TRY IT
The required result is a copy of each line below in which "static" appears.

SOURCE RECORDS

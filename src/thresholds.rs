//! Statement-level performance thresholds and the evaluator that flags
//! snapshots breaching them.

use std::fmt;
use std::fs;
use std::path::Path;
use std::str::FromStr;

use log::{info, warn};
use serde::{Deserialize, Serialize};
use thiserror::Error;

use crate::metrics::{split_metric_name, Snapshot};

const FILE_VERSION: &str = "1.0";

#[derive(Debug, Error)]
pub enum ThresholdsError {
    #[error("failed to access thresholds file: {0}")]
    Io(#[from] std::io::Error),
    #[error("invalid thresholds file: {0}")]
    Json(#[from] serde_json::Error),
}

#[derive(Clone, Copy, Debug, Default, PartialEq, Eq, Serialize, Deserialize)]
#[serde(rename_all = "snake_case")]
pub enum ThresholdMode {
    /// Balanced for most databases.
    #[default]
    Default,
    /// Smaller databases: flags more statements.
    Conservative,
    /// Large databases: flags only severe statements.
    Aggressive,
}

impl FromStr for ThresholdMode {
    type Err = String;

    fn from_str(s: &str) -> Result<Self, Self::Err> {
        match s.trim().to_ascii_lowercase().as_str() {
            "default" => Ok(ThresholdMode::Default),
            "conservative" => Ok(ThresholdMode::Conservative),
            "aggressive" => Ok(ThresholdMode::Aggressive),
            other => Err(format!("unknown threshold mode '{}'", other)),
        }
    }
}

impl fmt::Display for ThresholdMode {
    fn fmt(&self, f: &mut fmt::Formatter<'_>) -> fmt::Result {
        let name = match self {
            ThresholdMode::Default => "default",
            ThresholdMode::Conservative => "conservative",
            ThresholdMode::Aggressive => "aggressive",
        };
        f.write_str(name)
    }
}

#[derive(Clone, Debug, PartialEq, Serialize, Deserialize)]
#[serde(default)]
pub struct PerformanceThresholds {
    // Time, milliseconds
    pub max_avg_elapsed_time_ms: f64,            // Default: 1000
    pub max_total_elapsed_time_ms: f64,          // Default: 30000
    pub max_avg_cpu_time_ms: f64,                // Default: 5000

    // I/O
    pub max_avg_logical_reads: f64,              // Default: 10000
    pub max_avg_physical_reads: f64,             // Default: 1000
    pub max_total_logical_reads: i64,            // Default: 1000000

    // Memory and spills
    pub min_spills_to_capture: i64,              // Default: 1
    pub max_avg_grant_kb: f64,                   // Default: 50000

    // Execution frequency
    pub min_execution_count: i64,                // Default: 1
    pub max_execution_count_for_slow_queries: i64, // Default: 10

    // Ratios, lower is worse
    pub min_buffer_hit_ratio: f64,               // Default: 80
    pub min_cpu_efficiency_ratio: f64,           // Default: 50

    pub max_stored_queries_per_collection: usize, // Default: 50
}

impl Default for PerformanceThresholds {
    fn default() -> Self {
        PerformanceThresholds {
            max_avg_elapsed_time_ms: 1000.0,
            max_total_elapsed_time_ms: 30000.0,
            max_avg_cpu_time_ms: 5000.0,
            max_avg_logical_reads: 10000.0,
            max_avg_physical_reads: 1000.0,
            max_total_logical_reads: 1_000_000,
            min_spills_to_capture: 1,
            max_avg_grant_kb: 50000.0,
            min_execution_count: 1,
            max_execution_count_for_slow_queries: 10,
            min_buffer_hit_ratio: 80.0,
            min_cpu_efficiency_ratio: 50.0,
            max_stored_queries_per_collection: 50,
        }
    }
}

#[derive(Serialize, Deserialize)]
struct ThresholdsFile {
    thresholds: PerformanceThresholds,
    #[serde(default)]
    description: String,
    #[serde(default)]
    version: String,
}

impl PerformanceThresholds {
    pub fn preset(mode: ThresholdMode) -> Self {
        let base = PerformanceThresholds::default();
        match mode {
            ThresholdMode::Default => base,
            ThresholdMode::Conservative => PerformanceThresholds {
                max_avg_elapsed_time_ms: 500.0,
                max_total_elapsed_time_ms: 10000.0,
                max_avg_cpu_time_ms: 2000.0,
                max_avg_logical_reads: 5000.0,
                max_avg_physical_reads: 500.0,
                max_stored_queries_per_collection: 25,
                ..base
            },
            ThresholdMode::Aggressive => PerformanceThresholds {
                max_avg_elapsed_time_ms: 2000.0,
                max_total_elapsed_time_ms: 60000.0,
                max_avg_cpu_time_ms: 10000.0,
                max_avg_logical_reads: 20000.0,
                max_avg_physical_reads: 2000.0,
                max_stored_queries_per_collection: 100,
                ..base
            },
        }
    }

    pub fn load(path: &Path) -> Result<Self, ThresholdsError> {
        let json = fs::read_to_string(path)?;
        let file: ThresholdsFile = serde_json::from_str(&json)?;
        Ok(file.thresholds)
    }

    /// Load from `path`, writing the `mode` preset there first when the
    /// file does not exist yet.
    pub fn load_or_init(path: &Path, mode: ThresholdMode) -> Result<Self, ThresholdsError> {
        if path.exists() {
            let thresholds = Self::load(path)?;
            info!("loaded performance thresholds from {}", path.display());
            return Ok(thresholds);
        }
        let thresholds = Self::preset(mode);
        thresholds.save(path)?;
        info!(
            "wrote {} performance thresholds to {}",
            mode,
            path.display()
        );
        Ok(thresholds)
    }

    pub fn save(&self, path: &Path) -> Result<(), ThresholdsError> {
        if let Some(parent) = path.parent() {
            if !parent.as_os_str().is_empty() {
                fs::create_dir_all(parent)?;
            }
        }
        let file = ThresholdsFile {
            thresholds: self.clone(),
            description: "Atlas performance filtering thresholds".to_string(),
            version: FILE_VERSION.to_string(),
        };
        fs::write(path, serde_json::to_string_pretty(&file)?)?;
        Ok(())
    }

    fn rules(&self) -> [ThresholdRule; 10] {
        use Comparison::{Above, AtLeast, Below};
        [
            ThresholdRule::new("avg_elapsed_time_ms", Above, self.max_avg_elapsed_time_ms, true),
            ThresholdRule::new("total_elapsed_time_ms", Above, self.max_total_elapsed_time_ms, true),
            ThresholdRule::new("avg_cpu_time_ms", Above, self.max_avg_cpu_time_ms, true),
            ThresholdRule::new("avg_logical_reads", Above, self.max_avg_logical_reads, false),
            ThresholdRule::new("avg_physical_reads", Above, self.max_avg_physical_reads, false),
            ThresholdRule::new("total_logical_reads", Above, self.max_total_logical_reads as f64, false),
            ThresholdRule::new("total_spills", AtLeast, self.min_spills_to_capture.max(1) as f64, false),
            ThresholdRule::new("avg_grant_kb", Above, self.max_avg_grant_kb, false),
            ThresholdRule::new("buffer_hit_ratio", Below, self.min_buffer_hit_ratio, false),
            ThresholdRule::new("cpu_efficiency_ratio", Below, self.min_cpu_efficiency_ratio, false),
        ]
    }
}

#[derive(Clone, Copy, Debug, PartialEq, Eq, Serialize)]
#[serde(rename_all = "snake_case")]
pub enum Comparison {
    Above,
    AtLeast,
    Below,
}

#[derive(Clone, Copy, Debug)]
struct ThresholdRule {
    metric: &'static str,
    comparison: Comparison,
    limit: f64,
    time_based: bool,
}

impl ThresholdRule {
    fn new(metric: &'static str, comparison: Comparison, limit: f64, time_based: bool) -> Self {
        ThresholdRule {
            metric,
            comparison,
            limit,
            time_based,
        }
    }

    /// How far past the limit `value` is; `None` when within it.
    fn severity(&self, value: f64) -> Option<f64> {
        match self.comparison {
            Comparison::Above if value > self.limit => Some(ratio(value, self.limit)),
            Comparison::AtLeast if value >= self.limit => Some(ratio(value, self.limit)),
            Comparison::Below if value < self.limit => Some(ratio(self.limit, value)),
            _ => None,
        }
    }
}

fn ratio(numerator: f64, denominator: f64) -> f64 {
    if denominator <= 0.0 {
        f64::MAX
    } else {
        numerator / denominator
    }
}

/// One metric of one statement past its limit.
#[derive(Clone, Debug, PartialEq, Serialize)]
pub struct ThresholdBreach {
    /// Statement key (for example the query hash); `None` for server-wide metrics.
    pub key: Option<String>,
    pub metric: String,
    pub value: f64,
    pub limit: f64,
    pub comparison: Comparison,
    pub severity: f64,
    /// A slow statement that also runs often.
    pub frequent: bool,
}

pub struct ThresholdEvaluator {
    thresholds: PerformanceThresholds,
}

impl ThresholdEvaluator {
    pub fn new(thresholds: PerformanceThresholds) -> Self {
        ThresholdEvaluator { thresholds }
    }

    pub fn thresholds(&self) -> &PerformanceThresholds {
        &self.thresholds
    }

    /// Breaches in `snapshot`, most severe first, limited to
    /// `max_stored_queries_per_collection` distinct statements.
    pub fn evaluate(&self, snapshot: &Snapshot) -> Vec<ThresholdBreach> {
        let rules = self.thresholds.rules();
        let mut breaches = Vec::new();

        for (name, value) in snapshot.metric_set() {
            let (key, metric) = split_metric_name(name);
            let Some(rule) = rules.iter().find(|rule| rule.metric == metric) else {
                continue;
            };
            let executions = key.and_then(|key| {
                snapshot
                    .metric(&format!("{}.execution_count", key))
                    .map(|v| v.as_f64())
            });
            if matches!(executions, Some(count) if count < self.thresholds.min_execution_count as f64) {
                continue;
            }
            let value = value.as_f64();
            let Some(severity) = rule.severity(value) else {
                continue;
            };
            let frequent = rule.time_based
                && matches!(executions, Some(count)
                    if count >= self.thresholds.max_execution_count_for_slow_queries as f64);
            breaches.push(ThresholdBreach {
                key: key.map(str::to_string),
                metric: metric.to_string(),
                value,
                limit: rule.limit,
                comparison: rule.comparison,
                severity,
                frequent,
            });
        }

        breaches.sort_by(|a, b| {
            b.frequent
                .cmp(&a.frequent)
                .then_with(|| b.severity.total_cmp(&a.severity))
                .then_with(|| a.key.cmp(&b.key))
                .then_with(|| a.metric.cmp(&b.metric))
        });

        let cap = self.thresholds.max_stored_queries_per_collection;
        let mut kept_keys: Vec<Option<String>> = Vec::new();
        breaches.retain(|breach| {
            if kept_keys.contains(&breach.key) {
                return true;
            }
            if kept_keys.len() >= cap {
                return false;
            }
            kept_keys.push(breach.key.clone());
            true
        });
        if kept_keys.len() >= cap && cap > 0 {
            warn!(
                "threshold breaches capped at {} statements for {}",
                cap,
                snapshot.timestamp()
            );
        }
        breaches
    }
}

==

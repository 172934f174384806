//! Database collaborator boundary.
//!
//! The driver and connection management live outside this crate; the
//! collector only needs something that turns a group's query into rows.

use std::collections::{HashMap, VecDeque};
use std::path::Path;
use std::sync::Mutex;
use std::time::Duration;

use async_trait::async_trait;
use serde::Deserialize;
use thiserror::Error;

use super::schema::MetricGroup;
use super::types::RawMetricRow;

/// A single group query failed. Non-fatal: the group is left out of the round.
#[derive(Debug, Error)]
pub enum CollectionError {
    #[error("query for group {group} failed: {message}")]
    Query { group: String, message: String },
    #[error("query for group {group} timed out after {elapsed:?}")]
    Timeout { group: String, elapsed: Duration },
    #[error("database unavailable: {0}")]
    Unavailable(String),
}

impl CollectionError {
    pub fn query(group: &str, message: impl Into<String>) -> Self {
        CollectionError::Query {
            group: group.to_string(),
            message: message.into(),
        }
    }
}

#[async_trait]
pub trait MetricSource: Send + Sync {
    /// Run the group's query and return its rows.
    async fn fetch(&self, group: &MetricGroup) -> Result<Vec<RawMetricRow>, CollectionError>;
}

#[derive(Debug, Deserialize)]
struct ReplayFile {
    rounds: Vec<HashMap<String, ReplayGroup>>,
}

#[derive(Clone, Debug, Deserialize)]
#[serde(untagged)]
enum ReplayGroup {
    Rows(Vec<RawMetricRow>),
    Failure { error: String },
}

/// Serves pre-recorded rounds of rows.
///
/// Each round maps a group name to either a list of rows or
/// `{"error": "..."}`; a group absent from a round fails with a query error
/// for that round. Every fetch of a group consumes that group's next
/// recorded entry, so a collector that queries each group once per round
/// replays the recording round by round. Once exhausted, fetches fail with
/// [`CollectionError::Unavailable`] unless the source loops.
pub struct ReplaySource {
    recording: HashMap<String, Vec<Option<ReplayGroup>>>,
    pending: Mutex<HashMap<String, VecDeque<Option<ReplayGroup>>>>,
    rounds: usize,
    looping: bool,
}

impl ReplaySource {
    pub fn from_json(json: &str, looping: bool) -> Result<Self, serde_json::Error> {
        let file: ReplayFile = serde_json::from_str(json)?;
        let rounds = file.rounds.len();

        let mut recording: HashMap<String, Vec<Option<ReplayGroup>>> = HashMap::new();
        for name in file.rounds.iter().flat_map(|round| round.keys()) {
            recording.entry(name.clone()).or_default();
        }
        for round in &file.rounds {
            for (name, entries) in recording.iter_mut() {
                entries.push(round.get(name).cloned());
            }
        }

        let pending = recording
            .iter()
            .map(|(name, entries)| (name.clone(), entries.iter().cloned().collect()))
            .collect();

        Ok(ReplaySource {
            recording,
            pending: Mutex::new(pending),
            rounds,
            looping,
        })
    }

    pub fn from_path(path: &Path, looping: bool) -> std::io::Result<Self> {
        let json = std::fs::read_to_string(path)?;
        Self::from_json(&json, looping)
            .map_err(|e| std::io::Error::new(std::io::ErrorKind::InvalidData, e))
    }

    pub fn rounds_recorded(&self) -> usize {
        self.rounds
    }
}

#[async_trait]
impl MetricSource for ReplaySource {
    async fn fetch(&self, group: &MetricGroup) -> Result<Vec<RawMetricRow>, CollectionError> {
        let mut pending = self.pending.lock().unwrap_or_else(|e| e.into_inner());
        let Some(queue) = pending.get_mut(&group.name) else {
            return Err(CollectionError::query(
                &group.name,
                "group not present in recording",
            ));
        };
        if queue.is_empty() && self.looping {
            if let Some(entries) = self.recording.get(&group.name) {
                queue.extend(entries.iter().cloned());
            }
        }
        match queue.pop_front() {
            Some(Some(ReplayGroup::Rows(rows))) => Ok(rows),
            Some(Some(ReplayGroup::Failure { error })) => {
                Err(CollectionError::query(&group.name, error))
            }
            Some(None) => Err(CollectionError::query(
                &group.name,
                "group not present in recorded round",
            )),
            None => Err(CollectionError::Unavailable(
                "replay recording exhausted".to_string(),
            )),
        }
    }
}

...

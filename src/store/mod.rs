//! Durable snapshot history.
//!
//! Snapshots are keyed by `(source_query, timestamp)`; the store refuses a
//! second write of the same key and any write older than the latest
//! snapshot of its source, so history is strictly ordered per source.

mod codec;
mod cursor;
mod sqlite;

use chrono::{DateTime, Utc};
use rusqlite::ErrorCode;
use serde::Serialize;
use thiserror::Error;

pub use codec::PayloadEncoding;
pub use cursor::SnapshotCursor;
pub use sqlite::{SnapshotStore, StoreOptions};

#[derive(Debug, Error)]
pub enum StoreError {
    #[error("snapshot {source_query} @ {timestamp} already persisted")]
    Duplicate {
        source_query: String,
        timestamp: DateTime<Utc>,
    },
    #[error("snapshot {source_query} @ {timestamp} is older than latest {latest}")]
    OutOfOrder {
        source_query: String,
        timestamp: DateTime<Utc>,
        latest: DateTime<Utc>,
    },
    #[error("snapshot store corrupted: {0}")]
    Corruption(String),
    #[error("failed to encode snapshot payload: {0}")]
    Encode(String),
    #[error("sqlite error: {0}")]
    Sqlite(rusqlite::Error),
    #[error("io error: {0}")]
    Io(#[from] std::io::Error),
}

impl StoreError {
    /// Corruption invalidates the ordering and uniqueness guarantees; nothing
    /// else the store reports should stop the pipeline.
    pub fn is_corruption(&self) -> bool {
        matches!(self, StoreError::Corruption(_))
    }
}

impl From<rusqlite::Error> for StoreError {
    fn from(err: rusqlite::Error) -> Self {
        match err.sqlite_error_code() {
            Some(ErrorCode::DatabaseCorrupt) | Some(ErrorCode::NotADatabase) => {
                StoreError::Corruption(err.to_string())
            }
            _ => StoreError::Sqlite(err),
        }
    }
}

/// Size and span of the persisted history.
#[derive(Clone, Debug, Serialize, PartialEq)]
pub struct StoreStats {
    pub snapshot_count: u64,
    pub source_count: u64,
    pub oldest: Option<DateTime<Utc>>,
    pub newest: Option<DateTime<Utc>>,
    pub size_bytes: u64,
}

YOUR SOLUTION
    metric: &'static str,
    fn new(metric: &'static str, comparison: Comparison, limit: f64, time_based: bool) -> Self {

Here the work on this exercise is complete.